**Assignment**. Every line of the records that holds the word "handle" should be copied.

[Stored items]
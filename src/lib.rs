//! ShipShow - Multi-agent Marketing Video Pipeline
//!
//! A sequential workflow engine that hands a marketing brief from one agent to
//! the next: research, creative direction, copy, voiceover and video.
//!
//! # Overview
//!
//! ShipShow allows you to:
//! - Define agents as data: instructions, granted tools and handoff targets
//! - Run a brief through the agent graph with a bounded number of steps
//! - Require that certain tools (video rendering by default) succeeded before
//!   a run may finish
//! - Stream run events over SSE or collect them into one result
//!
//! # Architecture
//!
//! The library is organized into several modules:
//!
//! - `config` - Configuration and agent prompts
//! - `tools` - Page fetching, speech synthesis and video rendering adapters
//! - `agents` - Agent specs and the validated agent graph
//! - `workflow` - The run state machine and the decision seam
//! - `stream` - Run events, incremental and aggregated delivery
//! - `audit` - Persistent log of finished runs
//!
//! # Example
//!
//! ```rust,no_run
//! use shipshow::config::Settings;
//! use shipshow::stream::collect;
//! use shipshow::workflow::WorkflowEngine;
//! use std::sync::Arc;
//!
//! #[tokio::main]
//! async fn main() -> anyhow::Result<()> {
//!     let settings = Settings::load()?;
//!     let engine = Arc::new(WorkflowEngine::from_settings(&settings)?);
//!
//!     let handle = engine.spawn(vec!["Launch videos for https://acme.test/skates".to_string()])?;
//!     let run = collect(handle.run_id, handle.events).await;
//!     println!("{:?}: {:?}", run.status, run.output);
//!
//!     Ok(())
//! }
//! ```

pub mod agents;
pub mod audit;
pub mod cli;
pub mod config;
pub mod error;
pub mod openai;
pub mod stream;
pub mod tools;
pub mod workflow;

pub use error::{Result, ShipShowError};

**Output for this exercise**.
//!     let handle = engine.spawn(vec!["Launch videos for https://acme.test/skates".to_string()])?;
//!     let run = collect(handle.run_id, handle.events).await;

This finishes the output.